** What you have to do **
Your answer should be an exact copy of the listing.

** Data **
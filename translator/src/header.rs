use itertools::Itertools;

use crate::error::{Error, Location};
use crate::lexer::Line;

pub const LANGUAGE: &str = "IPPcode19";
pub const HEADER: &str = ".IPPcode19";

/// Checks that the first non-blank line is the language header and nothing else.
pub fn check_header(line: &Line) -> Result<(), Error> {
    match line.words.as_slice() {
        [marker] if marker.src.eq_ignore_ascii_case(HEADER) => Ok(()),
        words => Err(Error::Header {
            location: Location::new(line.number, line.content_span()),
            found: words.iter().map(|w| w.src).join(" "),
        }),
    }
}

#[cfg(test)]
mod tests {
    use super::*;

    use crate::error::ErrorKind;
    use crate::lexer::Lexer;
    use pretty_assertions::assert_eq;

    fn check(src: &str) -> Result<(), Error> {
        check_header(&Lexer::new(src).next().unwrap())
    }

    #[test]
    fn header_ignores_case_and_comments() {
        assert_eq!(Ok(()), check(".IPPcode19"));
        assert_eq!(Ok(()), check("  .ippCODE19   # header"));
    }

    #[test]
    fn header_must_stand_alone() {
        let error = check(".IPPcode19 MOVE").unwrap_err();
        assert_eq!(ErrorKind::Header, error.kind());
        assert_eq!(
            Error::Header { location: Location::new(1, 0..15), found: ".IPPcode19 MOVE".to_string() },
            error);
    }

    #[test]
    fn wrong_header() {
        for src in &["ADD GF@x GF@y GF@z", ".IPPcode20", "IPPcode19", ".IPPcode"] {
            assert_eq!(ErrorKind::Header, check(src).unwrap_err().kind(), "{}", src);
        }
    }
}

** The completed task **
filename translator/src/header.rs
use itertools::Itertools;

use crate::error::{Error, Location};
use crate::lexer::Line;

pub const LANGUAGE: &str = "IPPcode19";
pub const HEADER: &str = ".IPPcode19";

/// Checks that the first non-blank line is the language header and nothing else.
pub fn check_header(line: &Line) -> Result<(), Error> {
    match line.words.as_slice() {
        [marker] if marker.src.eq_ignore_ascii_case(HEADER) => Ok(()),
        words => Err(Error::Header {
            location: Location::new(line.number, line.content_span()),
            found: words.iter().map(|w| w.src).join(" "),
        }),
    }
}

#[cfg(test)]
mod tests {
    use super::*;

    use crate::error::ErrorKind;
    use crate::lexer::Lexer;
    use pretty_assertions::assert_eq;

    fn check(src: &str) -> Result<(), Error> {
        check_header(&Lexer::new(src).next().unwrap())
    }

    #[test]
    fn header_ignores_case_and_comments() {
        assert_eq!(Ok(()), check(".IPPcode19"));
        assert_eq!(Ok(()), check("  .ippCODE19   # header"));
    }

    #[test]
    fn header_must_stand_alone() {
        let error = check(".IPPcode19 MOVE").unwrap_err();
        assert_eq!(ErrorKind::Header, error.kind());
        assert_eq!(
            Error::Header { location: Location::new(1, 0..15), found: ".IPPcode19 MOVE".to_string() },
            error);
    }

    #[test]
    fn wrong_header() {
        for src in &["ADD GF@x GF@y GF@z", ".IPPcode20", "IPPcode19", ".IPPcode"] {
            assert_eq!(ErrorKind::Header, check(src).unwrap_err().kind(), "{}", src);
        }
    }
}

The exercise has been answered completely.